(Stored items)
==============================

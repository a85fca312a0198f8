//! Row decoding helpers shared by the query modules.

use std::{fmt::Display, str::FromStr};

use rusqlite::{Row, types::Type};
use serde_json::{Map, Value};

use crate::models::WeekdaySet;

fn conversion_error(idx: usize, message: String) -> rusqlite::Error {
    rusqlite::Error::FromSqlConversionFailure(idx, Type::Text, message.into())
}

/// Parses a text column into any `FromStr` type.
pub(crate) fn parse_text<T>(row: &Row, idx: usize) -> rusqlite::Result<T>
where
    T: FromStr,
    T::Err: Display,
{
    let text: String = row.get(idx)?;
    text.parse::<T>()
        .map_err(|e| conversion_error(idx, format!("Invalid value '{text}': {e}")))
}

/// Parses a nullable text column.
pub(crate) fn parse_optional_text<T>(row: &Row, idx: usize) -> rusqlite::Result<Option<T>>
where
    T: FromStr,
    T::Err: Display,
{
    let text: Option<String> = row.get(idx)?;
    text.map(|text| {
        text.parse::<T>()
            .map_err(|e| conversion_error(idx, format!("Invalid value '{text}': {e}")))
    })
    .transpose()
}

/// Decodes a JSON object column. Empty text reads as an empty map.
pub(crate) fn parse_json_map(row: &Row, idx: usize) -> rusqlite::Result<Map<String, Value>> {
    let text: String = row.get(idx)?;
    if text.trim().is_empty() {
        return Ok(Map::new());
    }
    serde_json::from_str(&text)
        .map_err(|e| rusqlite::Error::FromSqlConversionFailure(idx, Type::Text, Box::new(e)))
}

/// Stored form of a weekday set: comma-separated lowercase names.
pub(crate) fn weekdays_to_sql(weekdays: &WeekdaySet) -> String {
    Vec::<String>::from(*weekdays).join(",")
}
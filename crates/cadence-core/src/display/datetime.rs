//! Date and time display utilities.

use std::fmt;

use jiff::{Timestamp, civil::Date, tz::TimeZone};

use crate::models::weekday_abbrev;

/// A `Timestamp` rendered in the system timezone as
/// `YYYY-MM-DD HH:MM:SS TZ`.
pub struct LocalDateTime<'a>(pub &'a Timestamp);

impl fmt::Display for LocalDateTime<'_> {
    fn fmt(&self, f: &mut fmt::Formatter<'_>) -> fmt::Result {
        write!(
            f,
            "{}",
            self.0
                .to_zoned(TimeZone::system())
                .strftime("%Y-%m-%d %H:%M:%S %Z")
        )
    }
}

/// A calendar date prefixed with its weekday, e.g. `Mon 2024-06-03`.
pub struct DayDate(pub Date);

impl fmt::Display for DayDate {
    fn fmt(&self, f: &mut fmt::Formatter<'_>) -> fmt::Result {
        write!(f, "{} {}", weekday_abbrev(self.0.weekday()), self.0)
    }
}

==============================

Set down, exactly as they appear above, all lines from the one that has "time display utilities." down to the one that has "impl fmt::Display for LocalDateTime<'_>", including those two and no others.

//! Date and time display utilities.

use std::fmt;

use jiff::{Timestamp, civil::Date, tz::TimeZone};

use crate::models::weekday_abbrev;

/// A `Timestamp` rendered in the system timezone as
/// `YYYY-MM-DD HH:MM:SS TZ`.
pub struct LocalDateTime<'a>(pub &'a Timestamp);

impl fmt::Display for LocalDateTime<'_> {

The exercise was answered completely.